ちょうど目に入ったテルポシエ城前の軍勢、もうそっちでいいからはたいて潰してやれ、と長い衣の袖たもとを振りかける。
ぱああああん!!
その赤い衣の先は、ぎくりと浮き立った最前線部隊の大盾に触れる前の上空で、“光”に弾かれた。大音響がひびく!
「きゃーっっ」
「何や、ちょっと! でっかいやつ、動いたで!?」
城壁上、わらわらと休憩から立ち位置に戻りかける、おばちゃん理術士たちは見た。引き続いて、赤いたもとの払い攻撃をしかける巨人……詠唱なんて、間に合わない!
ぱああああん!!
もひとつ、白い光が弾き飛ばす!
「えええっ、誰やんこれッ」
「あーっ、ロボ君や!!」
天幕の横っちょ、かぼそい後ろ姿が、ぷるぷる震えながら光る杖の先を、大盾部隊に差し向けている……!
「何や、あんたかっこ良ぇとこあるやんか!」
「うちらも、ウー君を守るんやぁっ」
「いや、巨人の拘束するべきでないのかッ」
「指揮官、どっちしたらええのー! っってどこにも居らん、あの兄やんッ」
「どしたらええの!? 誰や代役おらんのか、指揮官ーッッ」
実力あっても烏合の衆! おばちゃん達は動揺し、恐慌の波にのまれかける! ……そこへ。
「はーい、単発の代役はおまかせでーす!」
よく通る、のほほん声が響き渡った……!
「ごきげんようー! 拘束攻撃のとくいな奥様は?」
さささっ! 約半数が手を挙げる。
「では前方へお並びください。後ろの淑女の皆さまは前線部隊へ向けて、おとくいの防御の術を、ただちに発動でーす!」
「何や、上品なのが出てきよった!」
「ウー君とは逆方向やけど、実にええ声やな!」
「それでは奥様がた! 行っっきましょーう!」
新手のやさ型指揮官らしいのにすらっと誘導され、おばちゃん達は的確に詠唱を行い、二種の理術が発動する。
ふるふるっとよろめいて、再び振りかぶって来た巨人の赤い裾は、またしても光に弾かれて、大盾部隊に触りもしない。
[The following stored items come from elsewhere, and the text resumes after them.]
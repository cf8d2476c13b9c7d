//! DOM scripts shared by the script-evaluating backends.
//!
//! Every script is a single JavaScript expression. Selectors and user text are
//! embedded through `serde_json::to_string`, which produces a valid JS string
//! literal for any input, so quotes and backticks cannot break out.

use crate::error::{BrowserError, Result};
use serde_json::Value;

fn literal(value: &str) -> Result<String> {
    serde_json::to_string(value).map_err(|e| BrowserError::ScriptExecutionFailed(e.to_string()))
}

/// Wraps `body` so it runs against the `index`-th match of `selector`.
///
/// The body sees `el` and must return `{ found: true, value }`; a missing
/// element yields `{ found: false, len }`.
fn on_element(selector: &str, index: usize, body: &str) -> Result<String> {
    Ok(format!(
        "(() => {{ const els = document.querySelectorAll({sel}); const el = els[{index}]; \
         if (!el) return {{ found: false, len: els.length }}; {body} }})()",
        sel = literal(selector)?,
    ))
}

pub fn count(selector: &str) -> Result<String> {
    Ok(format!(
        "document.querySelectorAll({}).length",
        literal(selector)?
    ))
}

pub fn is_visible(selector: &str, index: usize) -> Result<String> {
    Ok(format!(
        "(() => {{ const el = document.querySelectorAll({sel})[{index}]; if (!el) return false; \
         const style = window.getComputedStyle(el); \
         return style.display !== 'none' && style.visibility !== 'hidden' && el.getClientRects().length > 0; }})()",
        sel = literal(selector)?,
    ))
}

pub fn texts(selector: &str) -> Result<String> {
    Ok(format!(
        "Array.from(document.querySelectorAll({})).map(el => (el.innerText || el.textContent || '').trim())",
        literal(selector)?
    ))
}

pub fn value(selector: &str, index: usize) -> Result<String> {
    on_element(
        selector,
        index,
        "return { found: true, value: el.value === undefined ? '' : String(el.value) };",
    )
}

pub fn click(selector: &str, index: usize) -> Result<String> {
    on_element(
        selector,
        index,
        "el.scrollIntoView({ block: 'center' }); el.click(); return { found: true, value: null };",
    )
}

pub fn fill(selector: &str, index: usize, text: &str) -> Result<String> {
    let body = format!(
        "el.focus(); el.value = {text}; \
         el.dispatchEvent(new Event('input', {{ bubbles: true }})); \
         el.dispatchEvent(new Event('change', {{ bubbles: true }})); \
         return {{ found: true, value: null }};",
        text = literal(text)?,
    );
    on_element(selector, index, &body)
}

/// Selects by visible label, falling back to the option value.
pub fn select_option(selector: &str, label: &str) -> Result<String> {
    let body = format!(
        "const wanted = {label}; \
         const opt = Array.from(el.options || []).find(o => o.text.trim() === wanted || o.value === wanted); \
         if (!opt) return {{ found: true, value: false }}; \
         el.value = opt.value; \
         el.dispatchEvent(new Event('change', {{ bubbles: true }})); \
         return {{ found: true, value: true }};",
        label = literal(label)?,
    );
    on_element(selector, 0, &body)
}

pub fn set_checked(selector: &str, checked: bool) -> Result<String> {
    let body = format!(
        "if (el.checked !== {checked}) el.click(); return {{ found: true, value: el.checked }};"
    );
    on_element(selector, 0, &body)
}

pub fn scroll_into_view(selector: &str, index: usize) -> Result<String> {
    on_element(
        selector,
        index,
        "el.scrollIntoView({ block: 'center' }); return { found: true, value: null };",
    )
}

pub const READY_STATE: &str = "document.readyState";
pub const LOCATION: &str = "window.location.href";
pub const TITLE: &str = "document.title";

pub fn set_cookie(name: &str, value: &str) -> Result<String> {
    Ok(format!(
        "(() => {{ document.cookie = {name} + '=' + {value} + '; path=/'; return true; }})()",
        name = literal(name)?,
        value = literal(value)?,
    ))
}

/// Installs `console.error` and `window.onerror` hooks that buffer messages
/// in the page, for backends without an event stream.
pub const INSTALL_ERROR_HOOKS: &str = r#"(() => {
    if (window.__storefrontHooked) return true;
    window.__storefrontHooked = true;
    window.__storefrontErrors = [];
    const original = console.error;
    console.error = function (...args) {
        window.__storefrontErrors.push({ kind: 'console', text: args.map(a => String(a)).join(' ') });
        original.apply(console, args);
    };
    window.addEventListener('error', e => {
        window.__storefrontErrors.push({ kind: 'page', text: String(e.message) });
    });
    return true;
})()"#;

/// Returns and empties the buffer filled by [`INSTALL_ERROR_HOOKS`].
pub const DRAIN_ERRORS: &str =
    "(() => { const errors = window.__storefrontErrors || []; window.__storefrontErrors = []; return errors; })()";

/// Unpacks the result of an element script.
pub fn element_result(selector: &str, index: usize, result: Value) -> Result<Value> {
    match result.get("found").and_then(Value::as_bool) {
        Some(true) => Ok(result.get("value").cloned().unwrap_or(Value::Null)),
        Some(false) => Err(BrowserError::ElementIndex {
            selector: selector.to_string(),
            index,
            len: result.get("len").and_then(Value::as_u64).unwrap_or(0) as usize,
        }),
        None => Err(BrowserError::ScriptExecutionFailed(format!(
            "unexpected result for '{selector}': {result}"
        ))),
    }
}

#[cfg(test)]
mod tests {
    use super::*;
    use serde_json::json;

    #[test]
    fn selectors_are_embedded_as_string_literals() {
        let script = count(r#"input[value="Login"]"#).unwrap();
        assert_eq!(
            script,
            r#"document.querySelectorAll("input[value=\"Login\"]").length"#
        );

        let script = fill("#input-email", 0, "'); alert('x');//").unwrap();
        assert!(script.contains(r#"el.value = "'); alert('x');//";"#));
    }

    #[test]
    fn element_result_distinguishes_missing_elements() {
        let value = element_result("#a", 0, json!({ "found": true, "value": "3" })).unwrap();
        assert_eq!(value, json!("3"));

        let err = element_result(".row", 4, json!({ "found": false, "len": 2 })).unwrap_err();
        assert!(matches!(err, BrowserError::ElementIndex { index: 4, len: 2, .. }));

        assert!(element_result("#a", 0, json!(null)).is_err());
    }
}
//! The one-page checkout: account option, billing, delivery, payment, confirm.
//!
//! OpenCart renders each section as a collapsible panel with its own
//! "Continue" button; the methods below map onto those buttons.

use crate::base::{BasePage, ELEMENT_TIMEOUT};
use crate::factory::PageObject;
use crate::web_actions::WebActions;
use browser_driver::ElementState;
use storefront_core::constants::{messages, routes};
use storefront_core::{Address, BillingDetails, Result, UserDetails};
use tracing::info;

pub const GUEST_CHECKOUT_OPTION: &str = "input[value=\"guest\"]";
pub const REGISTER_OPTION: &str = "input[value=\"register\"]";
pub const ACCOUNT_CONTINUE_BUTTON: &str = "#button-account";

pub const FIRST_NAME_INPUT: &str = "#input-payment-firstname";
pub const LAST_NAME_INPUT: &str = "#input-payment-lastname";
pub const EMAIL_INPUT: &str = "#input-payment-email";
pub const TELEPHONE_INPUT: &str = "#input-payment-telephone";
pub const ADDRESS1_INPUT: &str = "#input-payment-address-1";
pub const CITY_INPUT: &str = "#input-payment-city";
pub const POSTCODE_INPUT: &str = "#input-payment-postcode";
pub const COUNTRY_SELECT: &str = "#input-payment-country";
pub const REGION_SELECT: &str = "#input-payment-zone";
pub const GUEST_CONTINUE_BUTTON: &str = "#button-guest";

pub const USE_EXISTING_ADDRESS: &str = "input[name=\"payment_address\"][value=\"existing\"]";
pub const PAYMENT_ADDRESS_CONTINUE_BUTTON: &str = "#button-payment-address";
pub const SHIPPING_ADDRESS_CONTINUE_BUTTON: &str = "#button-shipping-address";

pub const SHIPPING_METHODS: &str = "input[name=\"shipping_method\"]";
pub const SHIPPING_METHOD_CONTINUE_BUTTON: &str = "#button-shipping-method";
pub const PAYMENT_METHODS: &str = "input[name=\"payment_method\"]";
pub const TERMS_CHECKBOX: &str = "input[name=\"agree\"]";
pub const PAYMENT_METHOD_CONTINUE_BUTTON: &str = "#button-payment-method";
pub const CONFIRM_ORDER_BUTTON: &str = "#button-confirm";

pub const ORDER_SUCCESS_HEADING: &str = "#content h1";
pub const ORDER_SUCCESS_DETAILS: &str = "#content p";
pub const SUCCESS_ALERT: &str = ".alert-success";

#[derive(Debug, Clone)]
pub struct CheckoutPage {
    actions: WebActions,
}

impl PageObject for CheckoutPage {
    fn create(actions: WebActions) -> Self {
        Self { actions }
    }
}

impl BasePage for CheckoutPage {
    fn actions(&self) -> &WebActions {
        &self.actions
    }
}

impl CheckoutPage {
    pub async fn navigate_to_checkout(&self) -> Result<()> {
        self.navigate_to(&routes::path(routes::CHECKOUT)).await
    }

    pub async fn select_guest_checkout(&self) -> Result<()> {
        info!("Checking out as guest");
        self.click(GUEST_CHECKOUT_OPTION).await?;
        self.click(ACCOUNT_CONTINUE_BUTTON).await
    }

    /// Fills the contact half of the guest billing form.
    pub async fn enter_guest_details(&self, user: &UserDetails) -> Result<()> {
        self.wait_for_element(FIRST_NAME_INPUT).await?;
        self.type_text(FIRST_NAME_INPUT, &user.first_name).await?;
        self.type_text(LAST_NAME_INPUT, &user.last_name).await?;
        self.type_text(EMAIL_INPUT, &user.email).await?;
        self.type_text(TELEPHONE_INPUT, &user.telephone).await
    }

    /// Fills the address half of the guest billing form.
    ///
    /// Regions are loaded after the country changes, so the region select is
    /// waited for before choosing one.
    pub async fn enter_billing_address(&self, address: &Address) -> Result<()> {
        self.type_text(ADDRESS1_INPUT, &address.address1).await?;
        self.type_text(CITY_INPUT, &address.city).await?;
        self.type_text(POSTCODE_INPUT, &address.postcode).await?;
        self.actions
            .select_option(COUNTRY_SELECT, &address.country)
            .await?;
        self.actions.settle().await;
        self.actions
            .wait_for_state(REGION_SELECT, ElementState::Visible, ELEMENT_TIMEOUT)
            .await?;
        self.actions
            .select_option(REGION_SELECT, &address.region)
            .await
    }

    pub async fn fill_billing_details(&self, details: &BillingDetails) -> Result<()> {
        info!(
            "Filling billing details for {} {}",
            details.first_name, details.last_name
        );
        let contact = UserDetails {
            first_name: details.first_name.clone(),
            last_name: details.last_name.clone(),
            email: details.email.clone(),
            telephone: details.telephone.clone(),
            password: String::new(),
        };
        self.enter_guest_details(&contact).await?;
        self.enter_billing_address(&details.address).await
    }

    pub async fn continue_to_delivery_details(&self) -> Result<()> {
        self.click(GUEST_CONTINUE_BUTTON).await
    }

    /// Keeps the preselected delivery address.
    pub async fn continue_with_shipping_address(&self) -> Result<()> {
        self.click(SHIPPING_ADDRESS_CONTINUE_BUTTON).await
    }

    /// Guests whose delivery address is their billing address never see the
    /// delivery-address panel; continue only when it is shown.
    pub async fn use_existing_shipping_address(&self) -> Result<()> {
        if self.is_visible(SHIPPING_ADDRESS_CONTINUE_BUTTON).await? {
            self.continue_with_shipping_address().await?;
        }
        Ok(())
    }

    pub async fn select_default_shipping_method(&self) -> Result<()> {
        self.select_first_choice(SHIPPING_METHODS).await
    }

    pub async fn continue_with_delivery_method(&self) -> Result<()> {
        self.click(SHIPPING_METHOD_CONTINUE_BUTTON).await
    }

    pub async fn select_default_payment_method(&self) -> Result<()> {
        self.select_first_choice(PAYMENT_METHODS).await
    }

    pub async fn agree_to_terms(&self) -> Result<()> {
        self.actions.check(TERMS_CHECKBOX).await
    }

    pub async fn continue_to_payment_method(&self) -> Result<()> {
        self.click(PAYMENT_METHOD_CONTINUE_BUTTON).await
    }

    pub async fn confirm_order(&self) -> Result<()> {
        info!("Confirming order");
        self.click(CONFIRM_ORDER_BUTTON).await?;
        self.wait_for_page_load().await
    }

    pub async fn is_order_successful(&self) -> Result<bool> {
        self.wait_for_element(ORDER_SUCCESS_HEADING).await?;
        let heading = self.get_text(ORDER_SUCCESS_HEADING).await?;
        Ok(heading.contains(messages::ORDER_PLACED))
    }

    /// The order number quoted on the success page, when there is one.
    pub async fn order_number(&self) -> Result<Option<String>> {
        let paragraphs = self.actions.texts(ORDER_SUCCESS_DETAILS).await?;
        Ok(paragraphs.iter().find_map(|p| extract_order_number(p)))
    }

    /// Registered customers reuse their saved payment address.
    pub async fn use_saved_address(&self) -> Result<()> {
        self.wait_for_element(USE_EXISTING_ADDRESS).await?;
        self.actions.check(USE_EXISTING_ADDRESS).await?;
        self.click(PAYMENT_ADDRESS_CONTINUE_BUTTON).await
    }

    /// Radio groups are preselected when the store offers one choice; pick
    /// the first when none is.
    async fn select_first_choice(&self, selector: &str) -> Result<()> {
        if self.actions.count(selector).await? > 0 {
            self.actions.check(selector).await?;
        }
        Ok(())
    }
}

/// Pulls `123` out of text like `Your order ID is #123.`
pub fn extract_order_number(text: &str) -> Option<String> {
    let lower = text.to_ascii_lowercase();
    let anchor = lower.find("order")?;
    let rest = &text[anchor..];
    let start = rest.find(|c: char| c.is_ascii_digit())?;
    let digits: String = rest[start..]
        .chars()
        .take_while(char::is_ascii_digit)
        .collect();
    Some(digits)
}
巨人は急激にかったるさを感じる。体が重い、おもい、ちょぴっと動くだけではぁしんど、息をするのも面倒くさい……いやさすがにそこまでは。けどやはり、だるい。
おばちゃん達の横、ぐらぐらふらふらしながら“ウーディクさん”を何とか守らなきゃ、と仮面の下で半泣きになりながら詠唱を続けていたロボ君は、もう本泣きになりそうである。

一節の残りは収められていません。